I got into a spiral like this twenty or more years ago.
"We need ten people to support five mainframes."
"We need to sell ten mainframes to pay ten people."
"We need twenty people to support ten mainframes."
Short and sweet - someone took their eye off the ball. Surprising datum - this is their core product.
Ha ha, thats a great point - everyone assumes that these guys do have their eye on the ball, but it is just a bunch of people at the end of the day being paid to do stuff!
If 1.5 billion is what they need to handle the increases in data storage, then in my opinion, and with absolutely no knowledge of what the requirements are ... they have been letting this problem get out of hand for far too long and their top management should be held accountable for this "crisis"!
If I were an investor in this publicly traded, mega company, I would not be happy at all with numbers like that. This situation hasn't just snuck up on them ... Sounds like a bit of a smoke screen to me.
|We have a huge machine crisis - those machines are full |
I'm not buying what he's selling. If his statement is true, then if I were him, I would be looking for another job! Any CEO who would allow a company the size of Google to reach "critical mass" (so to speak) has no business being in that position.

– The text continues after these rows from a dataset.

//! CLI argument parsing and command handling

use crate::options::LoadOptions;
use crate::output::{render_summary, CsvExporter, ExcelExporter, JsonExporter};
use crate::runner::{LoadRunner, RunOutcome};
use crate::target::HttpTarget;
use anyhow::{Context, Result};
use clap::{Parser, Subcommand};
use futures::stream::{self, Stream, StreamExt};
use std::path::{Path, PathBuf};
use std::process::ExitCode;

/// Exit status when the run completed but a threshold was crossed
pub const THRESHOLDS_FAILED_EXIT_CODE: u8 = 99;

/// Exit status after a second Ctrl+C skips the graceful drain
pub const INTERRUPTED_EXIT_CODE: i32 = 130;

/// Ticket Surge - scenario-based load testing for the ticket service
#[derive(Parser, Debug)]
#[command(name = "ticket-surge")]
#[command(author, version, about, long_about = None)]
pub struct Cli {
    /// Enable verbose logging
    #[arg(short, long, global = true)]
    pub verbose: bool,

    #[command(subcommand)]
    pub command: Command,
}

#[derive(Subcommand, Debug)]
pub enum Command {
    /// Run the load test
    Run {
        /// TOML options file (defaults to the built-in ticket rush profile)
        #[arg(short, long)]
        config: Option<PathBuf>,

        /// Base URL of the ticket service, overrides the options file
        #[arg(short, long, env = "BASE_URL")]
        base_url: Option<String>,

        /// Export results to JSON
        #[arg(long)]
        json: bool,

        /// Export results to CSV
        #[arg(long)]
        csv: bool,

        /// Export results to Excel (.xlsx)
        #[arg(long)]
        excel: bool,

        /// Output directory for results
        #[arg(long, default_value = "results")]
        output_dir: String,

        /// Hide progress spinners
        #[arg(short, long)]
        quiet: bool,
    },

    /// Check an options file without sending any traffic
    Validate {
        #[arg(short, long)]
        config: Option<PathBuf>,
    },

    /// Print the scenario timeline
    Plan {
        #[arg(short, long)]
        config: Option<PathBuf>,
    },
}

impl Cli {
    /// Log filter directive implied by the flags
    pub fn log_level(&self) -> &'static str {
        if self.verbose {
            "debug"
        } else {
            "info"
        }
    }

    /// Dispatch the selected command
    pub async fn run(&self) -> Result<ExitCode> {
        match &self.command {
            Command::Run {
                config,
                base_url,
                json,
                csv,
                excel,
                output_dir,
                quiet,
            } => {
                let options = load_options(config.as_deref(), base_url.as_deref())?;
                let exports = Exports {
                    json: *json,
                    csv: *csv,
                    excel: *excel,
                    output_dir,
                };
                run_load_test(options, &exports, !*quiet).await
            }
            Command::Validate { config } => {
                let options = load_options(config.as_deref(), None)?;
                options.validate().context("Invalid load test options")?;
                println!(
                    "✓ {} scenario(s), {} threshold metric(s), base URL {}",
                    options.scenarios.len(),
                    options.thresholds.len(),
                    options.base_url
                );
                Ok(ExitCode::SUCCESS)
            }
            Command::Plan { config } => {
                let options = load_options(config.as_deref(), None)?;
                options.validate().context("Invalid load test options")?;
                print!("{}", render_plan(&options));
                Ok(ExitCode::SUCCESS)
            }
        }
    }
}

struct Exports<'a> {
    json: bool,
    csv: bool,
    excel: bool,
    output_dir: &'a str,
}

impl Exports<'_> {
    fn any(&self) -> bool {
        self.json || self.csv || self.excel
    }
}

/// Built-in profile, replaced by the options file if given, then CLI overrides
pub fn load_options(config: Option<&Path>, base_url: Option<&str>) -> Result<LoadOptions> {
    let options = match config {
        Some(path) => LoadOptions::from_file(path)
            .with_context(|| format!("Failed to load options from: {}", path.display()))?,
        None => LoadOptions::ticket_rush(),
    };

    Ok(match base_url {
        Some(url) => options.with_base_url(url),
        None => options,
    })
}

async fn run_load_test(options: LoadOptions, exports: &Exports<'_>, progress: bool) -> Result<ExitCode> {
    let target = HttpTarget::new(options.base_url.clone())
        .with_context(|| format!("Invalid base URL: {}", options.base_url))?;

    println!("\n{}", "=".repeat(70));
    println!("   Ticket Surge - Load Test");
    println!("{}", "=".repeat(70));
    println!();
    println!("Configuration:");
    println!("  Base URL:     {}", options.base_url);
    println!("  Scenarios:    {}", options.scenarios.len());
    println!(
        "  Duration:     {}",
        humantime::format_duration(options.scenarios.total_duration())
    );
    for (metric, expressions) in &options.thresholds {
        println!("  Threshold:    {} {}", metric, expressions.join(", "));
    }
    println!("{}", "=".repeat(70));
    println!();

    let runner = LoadRunner::new(options, target).with_progress(progress);

    let shutdown = runner.shutdown_handle();
    let signals = stream::unfold((), |()| async {
        tokio::signal::ctrl_c().await.ok().map(|()| ((), ()))
    });
    tokio::spawn(handle_interrupts(
        Box::pin(signals),
        move || shutdown.shutdown(),
        || std::process::exit(INTERRUPTED_EXIT_CODE),
    ));

    let outcome = runner.run().await?;

    println!();
    print!("{}", render_summary(&outcome.metrics, &outcome.thresholds));
    if outcome.cancelled() {
        println!("(run interrupted before all scenarios finished)");
    }

    if exports.any() {
        write_exports(&outcome, runner.options(), exports)?;
    }

    if outcome.passed() {
        Ok(ExitCode::SUCCESS)
    } else {
        Ok(ExitCode::from(THRESHOLDS_FAILED_EXIT_CODE))
    }
}

/// First interrupt stops the run gracefully, a second one forces exit
async fn handle_interrupts<S>(mut signals: S, stop: impl FnOnce(), force_exit: impl FnOnce())
where
    S: Stream<Item = ()> + Unpin,
{
    if signals.next().await.is_none() {
        return;
    }
    tracing::warn!("Interrupt received, stopping scenarios (Ctrl+C again to exit now)");
    stop();

    if signals.next().await.is_some() {
        tracing::warn!("Second interrupt received, exiting");
        force_exit();
    }
}

fn write_exports(outcome: &RunOutcome, options: &LoadOptions, exports: &Exports<'_>) -> Result<()> {
    let dir = exports.output_dir;
    std::fs::create_dir_all(dir)
        .with_context(|| format!("Failed to create output directory: {}", dir))?;

    println!("\n{}", "=".repeat(70));
    println!("   Exporting Results");
    println!("{}", "=".repeat(70));

    if exports.excel {
        let path = format!("{}/results.xlsx", dir);
        ExcelExporter::export(outcome, &path)
            .with_context(|| format!("Failed to export Excel to: {}", path))?;
        println!("✓ Excel exported to: {}", path);
    }

    if exports.csv {
        let path = format!("{}/results.csv", dir);
        CsvExporter::export(&outcome.collector, &path)
            .with_context(|| format!("Failed to export CSV to: {}", path))?;
        println!("✓ CSV exported to: {}", path);

        let summary_path = format!("{}/summary.csv", dir);
        CsvExporter::export_summary(&outcome.metrics, &summary_path)
            .with_context(|| format!("Failed to export CSV summary to: {}", summary_path))?;
        println!("✓ CSV summary exported to: {}", summary_path);
    }

    if exports.json {
        let path = format!("{}/results.json", dir);
        JsonExporter::export(outcome, options, &path)
            .with_context(|| format!("Failed to export JSON to: {}", path))?;
        println!("✓ JSON exported to: {}", path);
    }

    println!("{}", "=".repeat(70));
    println!();

    Ok(())
}

/// Timeline of the scenarios in start order
pub fn render_plan(options: &LoadOptions) -> String {
    let mut out = String::new();
    out.push_str(&format!("Base URL: {}\n\n", options.base_url));
    out.push_str(&format!(
        "{:<20} {:<13} {:<16} {:>10} {:>10} {:>9}\n",
        "scenario", "executor", "exec", "start", "end", "peak vus"
    ));

    for (name, spec) in options.scenarios.by_start_time() {
        let window = spec.window();
        out.push_str(&format!(
            "{:<20} {:<13} {:<16} {:>10} {:>10} {:>9}\n",
            name,
            spec.executor.kind(),
            spec.exec.as_str(),
            humantime::format_duration(window.start).to_string(),
            humantime::format_duration(window.end).to_string(),
            spec.executor.peak_vus(),
        ));
    }

    out.push('\n');
    let overlaps = options.scenarios.overlaps();
    if overlaps.is_empty() {
        out.push_str("No overlapping scenario windows\n");
    } else {
        for (a, b) in overlaps {
            out.push_str(&format!("Overlap: {} and {} run concurrently\n", a, b));
        }
    }
    out.push_str(&format!(
        "Total duration: {}\n",
        humantime::format_duration(options.scenarios.total_duration())
    ));

    out
}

Those machines are full indeed! Just wait, there is going to be more disclosures about this particular subject very soon and suddenly, that statement will make a lot more sense. My guess is that investors (hoping for dividends) will not be very happy in the near future.
buy more machines, and fast.
You guys really think that? Hmmm ...
Let's say that they realized at least two years ago (pre-IPO) that their storage needs were growing exponentially. As a business owner, how much money would you allocate for storage needs if you were Google, two years ago? 50x your current budget? 100x? More than likely you would allocate a number that reasonable accountants would agree to, like say 10x.
As soon as the money is allocated (and even before), you begin drawing up plans for the expansion that include any sort of known technology and even tech that was rumored to be on the horizon but not yet available. Has that resource pool changed at all over the past two years? Oh, yes. You bet it has, both in terms of what is available and in terms of how much it costs.
Then you grab all of the IT folks you can find to get the plans implemented. How about that metric? Up or down since 2004?
Then you've got to find property to hold all of those servers (10,000 before they stopped reporting it), in some of the most expensive parts of the planet to buy real estate ... unless y'all figger those IT folks are going to move to the puckies. What do you think? Have real estate prices gone up or down in the past 2 years?
Someone noted that G could probably purchase several existing data centers at rock-bottom prices, but are they of the quantity, quality and in the locations that G absolutely must have for their setup? Dunno. Maybe.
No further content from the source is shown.